Consider the records below. How many of their lines include the word "data"? State the number and nothing else.
╭─ Supplied information
use crate::assets::decode::FrameImage;
use crate::foundation::core::{Rect, Rgba8, Viewport};

/// A rendered surface as RGBA8 pixels (straight alpha, tightly packed, row-major).
#[derive(Clone, Debug, PartialEq, Eq)]
pub struct FrameRGBA {
    /// Width in pixels.
    pub width: u32,
    /// Height in pixels.
    pub height: u32,
    /// Pixel bytes.
    pub data: Vec<u8>,
}

/// 2D raster target the frame renderer paints into.
///
/// The renderer is the only writer between resizes.
pub trait Surface {
    /// Current extent.
    fn viewport(&self) -> Viewport;

    /// Reallocate to `viewport`. Previous contents are discarded.
    fn resize(&mut self, viewport: Viewport);

    /// Reset every pixel to the clear color.
    fn clear(&mut self);

    /// Draw `image` scaled into `dest` (surface pixel coordinates).
    fn draw_image(&mut self, image: &FrameImage, dest: Rect);
}

/// CPU surface backed by an [`image::RgbaImage`].
#[derive(Clone, Debug)]
pub struct CpuSurface {
    target: image::RgbaImage,
    clear: Rgba8,
}

impl CpuSurface {
    /// Allocate a surface of `viewport` size, cleared to `clear`.
    pub fn new(viewport: Viewport, clear: Rgba8) -> Self {
        let mut s = Self {
            target: image::RgbaImage::new(viewport.width, viewport.height),
            clear,
        };
        s.clear();
        s
    }

    /// Borrow the backing pixels.
    pub fn pixels(&self) -> &image::RgbaImage {
        &self.target
    }

    /// Copy the current contents out.
    pub fn snapshot(&self) -> FrameRGBA {
        FrameRGBA {
            width: self.target.width(),
            height: self.target.height(),
            data: self.target.as_raw().clone(),
        }
    }
}

impl Surface for CpuSurface {
    fn viewport(&self) -> Viewport {
        Viewport::new(self.target.width(), self.target.height())
    }

    fn resize(&mut self, viewport: Viewport) {
        self.target = image::RgbaImage::new(viewport.width, viewport.height);
        self.clear();
    }

    fn clear(&mut self) {
        let px = image::Rgba(self.clear.0);
        for p in self.target.pixels_mut() {
            *p = px;
        }
    }

    fn draw_image(&mut self, image: &FrameImage, dest: Rect) {
        let w = dest.width().round();
        let h = dest.height().round();
        if !(w >= 1.0 && h >= 1.0) || self.target.width() == 0 || self.target.height() == 0 {
            return;
        }
        let (w, h) = (w as u32, h as u32);
        let x = dest.x0.round() as i64;
        let y = dest.y0.round() as i64;

        let src = image.as_rgba();
        if src.dimensions() == (w, h) {
            image::imageops::overlay(&mut self.target, src, x, y);
        } else {
            let scaled = image::imageops::resize(src, w, h, image::imageops::FilterType::Triangle);
            image::imageops::overlay(&mut self.target, &scaled, x, y);
        }
    }
}

#[cfg(test)]
#[path = "../../tests/unit/render/surface.rs"]
mod tests;
use std::sync::Arc;

use anyhow::Context;

use crate::foundation::core::Size;
use crate::foundation::error::ScrollreelResult;

/// A decoded frame in straight-alpha RGBA8.
///
/// Cloning is cheap; pixel data is shared.
#[derive(Clone, Debug)]
pub struct FrameImage {
    rgba: Arc<image::RgbaImage>,
}

impl FrameImage {
    /// Wrap already-decoded pixels.
    pub fn from_rgba(rgba: image::RgbaImage) -> Self {
        Self {
            rgba: Arc::new(rgba),
        }
    }

    /// Intrinsic width in pixels.
    pub fn width(&self) -> u32 {
        self.rgba.width()
    }

    /// Intrinsic height in pixels.
    pub fn height(&self) -> u32 {
        self.rgba.height()
    }

    /// Intrinsic size as floating point, for fit math.
    pub fn size(&self) -> Size {
        Size::new(f64::from(self.width()), f64::from(self.height()))
    }

    /// Borrow the pixel buffer.
    pub fn as_rgba(&self) -> &image::RgbaImage {
        &self.rgba
    }
}

/// Decode an encoded raster (JPEG, PNG, ...) into a [`FrameImage`].
pub fn decode_frame(bytes: &[u8]) -> ScrollreelResult<FrameImage> {
    let dyn_img = image::load_from_memory(bytes).context("decode frame from memory")?;
    Ok(FrameImage::from_rgba(dyn_img.to_rgba8()))
}
use crate::foundation::error::{ScrollreelError, ScrollreelResult};

pub use kurbo::{Point, Rect, Size};

/// 0-based slot index into a frame sequence.
#[derive(
    Clone, Copy, Debug, PartialEq, Eq, PartialOrd, Ord, Hash, serde::Serialize, serde::Deserialize,
)]
pub struct FrameIndex(pub usize);

impl FrameIndex {
    /// Resolve a continuous playback position to a frame slot.
    ///
    /// Rounds to the nearest integer (halves away from zero) and clamps into
    /// `[0, frame_count - 1]`. Non-finite input clamps as well: NaN and `-inf` map to the first
    /// frame, `+inf` to the last. `frame_count == 0` always yields slot 0.
    pub fn from_position(position: f64, frame_count: usize) -> Self {
        let last = frame_count.saturating_sub(1);
        if position.is_nan() {
            return Self(0);
        }
        let rounded = position.round();
        if rounded <= 0.0 {
            return Self(0);
        }
        if rounded >= last as f64 {
            return Self(last);
        }
        Self(rounded as usize)
    }

    /// The 1-based number used when addressing the frame's asset on disk.
    pub fn ordinal(self) -> usize {
        self.0 + 1
    }
}

/// Drawing surface dimensions in pixels.
#[derive(Clone, Copy, Debug, Default, PartialEq, Eq, serde::Serialize, serde::Deserialize)]
pub struct Viewport {
    /// Width in pixels.
    pub width: u32,
    /// Height in pixels.
    pub height: u32,
}

impl Viewport {
    /// Create a viewport. Zero extents are allowed; painting into them is a no-op.
    pub fn new(width: u32, height: u32) -> Self {
        Self { width, height }
    }

    /// Return `true` when either dimension is zero.
    pub fn is_empty(self) -> bool {
        self.width == 0 || self.height == 0
    }

    /// Viewport extent as a floating-point size.
    pub fn size(self) -> Size {
        Size::new(f64::from(self.width), f64::from(self.height))
    }
}

/// Straight-alpha RGBA8 color.
///
/// Serializes as `[r, g, b, a]`; deserializes from that or from a `"#rrggbb[aa]"` string.
#[derive(Clone, Copy, Debug, Default, PartialEq, Eq, serde::Serialize)]
pub struct Rgba8(pub [u8; 4]);

impl<'de> serde::Deserialize<'de> for Rgba8 {
    fn deserialize<D: serde::Deserializer<'de>>(deserializer: D) -> Result<Self, D::Error> {
        #[derive(serde::Deserialize)]
        #[serde(untagged)]
        enum Repr {
            Channels([u8; 4]),
            Hex(String),
        }

        match Repr::deserialize(deserializer)? {
            Repr::Channels(c) => Ok(Self(c)),
            Repr::Hex(hex) => Self::from_hex(&hex).map_err(serde::de::Error::custom),
        }
    }
}

impl Rgba8 {
    /// Fully transparent black.
    pub const TRANSPARENT: Self = Self([0, 0, 0, 0]);

    /// Parse a `#rrggbb` or `#rrggbbaa` hex color.
    pub fn from_hex(hex: &str) -> ScrollreelResult<Self> {
        let digits = hex.strip_prefix('#').unwrap_or(hex);
        if !(digits.len() == 6 || digits.len() == 8) || !digits.is_ascii() {
            return Err(ScrollreelError::validation(format!(
                "color '{hex}' must be #rrggbb or #rrggbbaa"
            )));
        }
        let channel = |i: usize| {
            u8::from_str_radix(&digits[i..i + 2], 16)
                .map_err(|_| ScrollreelError::validation(format!("color '{hex}' is not hex")))
        };
        let a = if digits.len() == 8 { channel(6)? } else { 255 };
        Ok(Self([channel(0)?, channel(2)?, channel(4)?, a]))
    }
}

#[cfg(test)]
#[path = "../../tests/unit/foundation/core.rs"]
mod tests;
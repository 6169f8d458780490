use crate::foundation::core::{Rect, Size};

/// Letterbox `image` inside `canvas` without cropping.
///
/// When the canvas is relatively wider than the image, the image fills the canvas height and is
/// centered horizontally; otherwise it fills the width and is centered vertically. Degenerate or
/// non-finite extents yield [`Rect::ZERO`].
pub fn contain_rect(canvas: Size, image: Size) -> Rect {
    if !is_drawable(canvas) || !is_drawable(image) {
        return Rect::ZERO;
    }

    let canvas_ratio = canvas.width / canvas.height;
    let image_ratio = image.width / image.height;

    if canvas_ratio > image_ratio {
        let draw_h = canvas.height;
        let draw_w = canvas.height * image_ratio;
        let x = (canvas.width - draw_w) / 2.0;
        Rect::new(x, 0.0, x + draw_w, draw_h)
    } else {
        let draw_w = canvas.width;
        let draw_h = canvas.width / image_ratio;
        let y = (canvas.height - draw_h) / 2.0;
        Rect::new(0.0, y, draw_w, y + draw_h)
    }
}

fn is_drawable(s: Size) -> bool {
    s.width.is_finite() && s.height.is_finite() && s.width > 0.0 && s.height > 0.0
}

#[cfg(test)]
#[path = "../../tests/unit/render/fit.rs"]
mod tests;
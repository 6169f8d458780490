pub(crate) mod ease;
pub(crate) mod tween;
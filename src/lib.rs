//! Scrollreel renders a scroll-scrubbed frame sequence for a landing-page hero.
//!
//! The core is [`FrameSequenceRenderer`]: it preloads a numbered image sequence into fixed slots,
//! maps a continuous playback position to a frame, and paints it letterboxed ("contain" fit) into a
//! [`Surface`]. Around it:
//!
//! - [`ScrubDriver`] turns scroll offset and elapsed time into a damped, snapped playback position
//! - [`TiltEffect`], [`CategoryFilter`], [`Typewriter`] and [`ContactForm`] model the page's
//!   interactive pieces as clock-driven state machines
//! - [`SiteConfig`] loads everything from one JSON document
#![forbid(unsafe_code)]
#![deny(missing_docs)]

mod animation;
mod assets;
mod config;
mod foundation;
mod glue;
mod render;
mod scrub;

pub use crate::animation::ease::Ease;
pub use crate::animation::tween::Tween;
pub use crate::assets::decode::{FrameImage, decode_frame};
pub use crate::assets::frameset::{FrameSet, Preload, PreloadProgress};
pub use crate::assets::loader::{FrameLoader, FsFrameLoader};
pub use crate::assets::path::{INDEX_PLACEHOLDER, PathTemplate, normalize_rel_path};
pub use crate::config::{SequenceConfig, SiteConfig};
pub use crate::foundation::core::{FrameIndex, Point, Rect, Rgba8, Size, Viewport};
pub use crate::foundation::error::{ScrollreelError, ScrollreelResult};
pub use crate::glue::contact::{
    ContactForm, FormStatus, MailRelay, RelayConfig, RelayRequest, StatusTone, SubmitButton,
};
pub use crate::glue::filter::{
    ALL_CATEGORIES, Card, Catalog, CategoryDetails, CategoryFilter, DetailItem, FilterOutcome,
    ModalView,
};
pub use crate::glue::tilt::{TiltConfig, TiltEffect, TiltPose};
pub use crate::glue::typewriter::{Typewriter, TypewriterConfig, TypewriterFrame, TypewriterPhase};
pub use crate::render::fit::contain_rect;
pub use crate::render::renderer::{
    FrameSequenceRenderer, PaintOutcome, Phase, Readiness, RendererState,
};
pub use crate::render::surface::{CpuSurface, FrameRGBA, Surface};
pub use crate::scrub::driver::{ScrubConfig, ScrubDriver};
╰─
• [Solution below] 3